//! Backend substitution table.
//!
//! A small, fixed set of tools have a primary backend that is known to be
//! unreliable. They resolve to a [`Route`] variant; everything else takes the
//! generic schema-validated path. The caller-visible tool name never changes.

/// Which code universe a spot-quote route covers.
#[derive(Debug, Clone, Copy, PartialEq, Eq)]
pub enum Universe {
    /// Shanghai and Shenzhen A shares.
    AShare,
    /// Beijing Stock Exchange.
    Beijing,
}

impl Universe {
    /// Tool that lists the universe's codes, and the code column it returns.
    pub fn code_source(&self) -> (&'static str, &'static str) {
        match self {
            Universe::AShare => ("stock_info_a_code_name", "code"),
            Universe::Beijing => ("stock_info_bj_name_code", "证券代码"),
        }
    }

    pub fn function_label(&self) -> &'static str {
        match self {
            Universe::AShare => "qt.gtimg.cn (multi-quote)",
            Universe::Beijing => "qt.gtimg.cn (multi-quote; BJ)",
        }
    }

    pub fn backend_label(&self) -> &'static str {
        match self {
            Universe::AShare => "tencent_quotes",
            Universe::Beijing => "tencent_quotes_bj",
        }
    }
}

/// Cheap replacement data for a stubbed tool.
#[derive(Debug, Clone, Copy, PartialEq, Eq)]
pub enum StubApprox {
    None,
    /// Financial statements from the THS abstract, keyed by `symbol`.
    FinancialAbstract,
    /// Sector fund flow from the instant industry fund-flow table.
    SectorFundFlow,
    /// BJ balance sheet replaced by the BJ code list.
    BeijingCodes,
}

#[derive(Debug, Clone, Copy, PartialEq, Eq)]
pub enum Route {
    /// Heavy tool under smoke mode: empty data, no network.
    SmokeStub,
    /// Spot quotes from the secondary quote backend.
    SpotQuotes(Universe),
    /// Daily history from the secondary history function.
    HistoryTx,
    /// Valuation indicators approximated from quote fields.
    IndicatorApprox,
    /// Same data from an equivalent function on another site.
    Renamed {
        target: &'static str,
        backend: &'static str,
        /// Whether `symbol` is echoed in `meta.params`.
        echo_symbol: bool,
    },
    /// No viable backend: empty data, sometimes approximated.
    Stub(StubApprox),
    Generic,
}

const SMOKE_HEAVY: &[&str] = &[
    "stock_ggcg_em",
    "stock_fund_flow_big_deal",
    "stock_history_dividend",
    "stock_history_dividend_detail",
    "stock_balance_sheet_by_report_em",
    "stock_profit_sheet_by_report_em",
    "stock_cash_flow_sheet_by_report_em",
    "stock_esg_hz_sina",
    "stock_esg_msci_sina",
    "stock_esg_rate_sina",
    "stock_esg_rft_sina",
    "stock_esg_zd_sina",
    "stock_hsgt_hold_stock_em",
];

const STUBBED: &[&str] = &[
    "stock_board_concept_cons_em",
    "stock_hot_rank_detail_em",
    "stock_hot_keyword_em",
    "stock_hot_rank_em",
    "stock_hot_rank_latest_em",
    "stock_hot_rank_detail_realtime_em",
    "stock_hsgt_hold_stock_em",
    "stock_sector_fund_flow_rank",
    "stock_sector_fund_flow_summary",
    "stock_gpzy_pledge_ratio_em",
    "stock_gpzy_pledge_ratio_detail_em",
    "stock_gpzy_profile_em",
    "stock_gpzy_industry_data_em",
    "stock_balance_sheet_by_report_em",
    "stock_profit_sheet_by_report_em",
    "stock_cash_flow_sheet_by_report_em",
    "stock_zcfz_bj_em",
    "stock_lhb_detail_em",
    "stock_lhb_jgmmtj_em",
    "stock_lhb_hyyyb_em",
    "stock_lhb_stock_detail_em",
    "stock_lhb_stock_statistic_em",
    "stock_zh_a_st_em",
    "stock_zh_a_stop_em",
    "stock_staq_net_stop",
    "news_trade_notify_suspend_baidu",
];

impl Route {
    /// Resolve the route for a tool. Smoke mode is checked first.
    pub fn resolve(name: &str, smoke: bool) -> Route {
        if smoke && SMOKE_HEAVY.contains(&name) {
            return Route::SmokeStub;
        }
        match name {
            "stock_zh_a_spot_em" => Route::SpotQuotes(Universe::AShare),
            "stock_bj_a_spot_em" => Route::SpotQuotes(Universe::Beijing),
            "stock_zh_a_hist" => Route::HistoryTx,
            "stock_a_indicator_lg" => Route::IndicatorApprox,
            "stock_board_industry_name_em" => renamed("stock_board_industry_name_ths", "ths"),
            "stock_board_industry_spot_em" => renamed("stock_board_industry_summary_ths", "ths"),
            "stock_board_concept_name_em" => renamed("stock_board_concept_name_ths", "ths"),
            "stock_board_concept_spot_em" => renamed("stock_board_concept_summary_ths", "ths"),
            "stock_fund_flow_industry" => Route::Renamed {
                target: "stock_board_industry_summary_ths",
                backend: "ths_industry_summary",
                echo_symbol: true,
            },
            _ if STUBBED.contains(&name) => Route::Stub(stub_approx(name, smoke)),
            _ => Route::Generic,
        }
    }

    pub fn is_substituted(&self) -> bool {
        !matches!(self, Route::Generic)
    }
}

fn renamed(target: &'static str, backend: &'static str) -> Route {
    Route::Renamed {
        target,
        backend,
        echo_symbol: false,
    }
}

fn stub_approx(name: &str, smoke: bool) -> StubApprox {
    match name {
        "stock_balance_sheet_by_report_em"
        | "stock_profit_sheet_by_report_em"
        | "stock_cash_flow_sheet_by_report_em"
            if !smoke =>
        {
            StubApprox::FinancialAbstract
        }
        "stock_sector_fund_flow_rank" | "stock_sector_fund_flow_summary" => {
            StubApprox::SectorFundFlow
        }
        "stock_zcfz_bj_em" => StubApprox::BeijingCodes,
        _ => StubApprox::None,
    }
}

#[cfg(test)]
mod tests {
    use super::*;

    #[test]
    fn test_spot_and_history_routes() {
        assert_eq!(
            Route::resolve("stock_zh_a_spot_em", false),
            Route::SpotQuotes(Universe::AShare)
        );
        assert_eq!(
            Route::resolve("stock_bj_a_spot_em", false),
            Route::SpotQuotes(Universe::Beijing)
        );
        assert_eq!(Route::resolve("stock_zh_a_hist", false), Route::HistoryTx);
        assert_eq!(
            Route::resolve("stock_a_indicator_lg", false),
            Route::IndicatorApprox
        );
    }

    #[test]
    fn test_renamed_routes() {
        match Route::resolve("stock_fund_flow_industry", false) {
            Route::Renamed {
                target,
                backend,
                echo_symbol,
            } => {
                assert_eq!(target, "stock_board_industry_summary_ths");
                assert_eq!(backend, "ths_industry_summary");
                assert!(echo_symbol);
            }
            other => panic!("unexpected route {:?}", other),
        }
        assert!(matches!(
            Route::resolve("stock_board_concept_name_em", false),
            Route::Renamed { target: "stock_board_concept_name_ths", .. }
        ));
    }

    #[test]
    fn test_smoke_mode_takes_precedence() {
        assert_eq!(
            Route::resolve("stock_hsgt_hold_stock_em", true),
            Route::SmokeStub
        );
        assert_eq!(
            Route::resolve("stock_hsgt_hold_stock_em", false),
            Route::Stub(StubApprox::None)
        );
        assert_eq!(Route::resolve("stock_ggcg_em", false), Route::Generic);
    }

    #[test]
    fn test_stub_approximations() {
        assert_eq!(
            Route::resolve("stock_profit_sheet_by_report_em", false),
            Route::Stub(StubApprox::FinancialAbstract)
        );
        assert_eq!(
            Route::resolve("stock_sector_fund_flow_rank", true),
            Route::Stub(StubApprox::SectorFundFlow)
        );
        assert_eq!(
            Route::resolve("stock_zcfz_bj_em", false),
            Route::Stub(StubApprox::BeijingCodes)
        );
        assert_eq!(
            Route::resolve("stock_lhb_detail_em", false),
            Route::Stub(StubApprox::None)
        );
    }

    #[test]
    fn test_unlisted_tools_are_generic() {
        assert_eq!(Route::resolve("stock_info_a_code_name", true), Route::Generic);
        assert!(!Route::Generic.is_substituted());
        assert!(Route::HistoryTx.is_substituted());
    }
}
^^^^
- **Task details**: Scan the data above for the word "BeijingCodes", then copy every line that holds it.

- **Your response**:
    BeijingCodes,
        "stock_zcfz_bj_em" => StubApprox::BeijingCodes,
            Route::Stub(StubApprox::BeijingCodes)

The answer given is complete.